Semakin sulit tantangan yang dihadapi pemimpin dan pengikutnya, semakin besar kedekatan yang bisa terjalin. Jangan pernah meremehkan kekuatan membangun hubungan dengan orang sebelum meminta mereka mengikuti Anda. Jika Anda pernah mempelajari kisah para komandan militer yang cukup menonjol, Anda akan melihat bahwa yang terbaik dari mereka menerapkan prinsip kedekatan. Selama Perang Dunia I di Prancis, Jenderal Douglas MacArthur memberi tahu seorang komandan batalion sebelum melakukan serangan yang penuh keberanian, “Mayor, ketika tanda maju menyerah diberikan, saya ingin Anda maju terlebih dahulu sebelum prajurit Anda. Jika Anda melakukannya, mereka akan mengikuti Anda.” Kemudian MacArthur melepaskan lencana Distinguished Service Cross dari seragamnya dan mengenakannya pada sang Mayor. Ia pada dasarnya memberikan penghargaan atas kepahlawanannya sebelum meminta sang Mayor untuk menunjukkannya. Dan tentu saja, sang Mayor memimpin prajuritnya, Pasukannya mengikutinya maju, dan pasukan itu mencapai tujuan mereka.
Contoh lainnya, Napoleon selalu berusaha mengenal setiap perwira di bawah komandonya, mulai dengan nama dan mengingat tempat tinggal mereka serta pertempuran mana yang pernah mereka ikuti bersamanya. Robert E. Lee dikenal sering mengunjungi para prajurit di tempat perkemahan mereka pada malam sebelum pertempuran besar. Seringkali, ia menghadapi tantangan esok hari tanpa tidur.

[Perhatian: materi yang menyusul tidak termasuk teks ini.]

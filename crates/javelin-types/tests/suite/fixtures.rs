use javelin_types::{
    ClassDef, ClassId, ClassKind, TypeEnv, TypeMirror, TypeParamSymbol, TypeSystem, TypeVar,
};

/// Declares `class <name><T extends <bound>>` in `ts` and returns the class and its parameter.
pub fn declare_bounded_class(
    ts: &mut TypeSystem,
    name: &str,
    bound: impl FnOnce(&TypeSystem, ClassId, TypeVar) -> TypeMirror,
) -> (ClassId, TypeVar) {
    let id = ts.intern_class_id(name);
    let t = ts.declare_type_param(TypeParamSymbol::of_class(id, 0), "T");
    let upper = bound(&*ts, id, t);
    ts.set_type_param_bound(t, upper)
        .expect("fresh declared parameter accepts a bound");
    let object = ts.object();
    ts.define_class(
        id,
        ClassDef {
            name: name.to_string(),
            kind: ClassKind::Class,
            type_params: vec![t],
            super_class: Some(object),
            interfaces: vec![],
            methods: vec![],
        },
    );
    (id, t)
}

pub fn class(ts: &TypeSystem, name: &str) -> ClassId {
    ts.lookup_class(name)
        .unwrap_or_else(|| panic!("minimal JDK should define {name}"))
}

pub fn raw(ts: &TypeSystem, name: &str) -> TypeMirror {
    ts.raw_type(class(ts, name))
}

/// Declares `class Outer<T> { class Inner<U extends T> {} }` and returns both classes.
pub fn declare_outer_with_inner(ts: &mut TypeSystem) -> (ClassId, ClassId) {
    let object = ts.object();
    let outer = ts.intern_class_id("com.example.Outer");
    let t = ts.add_type_param(TypeParamSymbol::of_class(outer, 0), "T", object.clone());
    ts.define_class(
        outer,
        ClassDef {
            name: "com.example.Outer".to_string(),
            kind: ClassKind::Class,
            type_params: vec![t],
            super_class: Some(object.clone()),
            interfaces: vec![],
            methods: vec![],
        },
    );

    let inner = ts.intern_class_id("com.example.Outer$Inner");
    let u = ts.add_type_param(TypeParamSymbol::of_class(inner, 0), "U", TypeMirror::from(t));
    ts.define_class(
        inner,
        ClassDef {
            name: "com.example.Outer$Inner".to_string(),
            kind: ClassKind::Class,
            type_params: vec![u],
            super_class: Some(object),
            interfaces: vec![],
            methods: vec![],
        },
    );
    (outer, inner)
}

Pada Hari Natal tahun 1990 selama Perang Teluk Persia, Norman Schwarzkopf, seorang komandan militer sebuah kesatuan, menghabiskan hari bersama pasukannya yang jauh dari keluarga mereka. Dalam otobiografinya, ia berkata: “Saya memulai di Lockheed Village. Beberapa prajurit sudah duduk makan malam, meskipun baru siang, karena mereka makan secara bergantian. Saya berjabat tangan dengan banyak orang. Selanjutnya, saya pergi ke Escan Village, di mana terdapat tiga tenda besar sebagai ruang makan. Saya berjabat tangan dengan setiap orang dalam semua tenda, pergi ke belakang meja pelayanan untuk menyapa koki dan pembantu, dan menyusuri ruang makan, menghampiri setiap meja, mengucapkan Selamat Natal kepada semua orang. Saya harus mengulangi tindakan yang sama di semua tenda, karena pada saat itu terdapat wajah-wajah yang benar-benar baru. Kemudian saya duduk bersama beberapa prajurit dan makan malam. Dalam waktu empat jam, saya kira-kira telah berjabat tangan dengan empat ribu orang.”
Schwarzkopf tidak harus melakukannya, tapi ia melakukannya. Ia menggunakan salah satu metode yang paling efektif untuk membangun hubungan dengan orang lain, sesuatu yang disebut dengan berjalan perlahan di tengah kerumunan.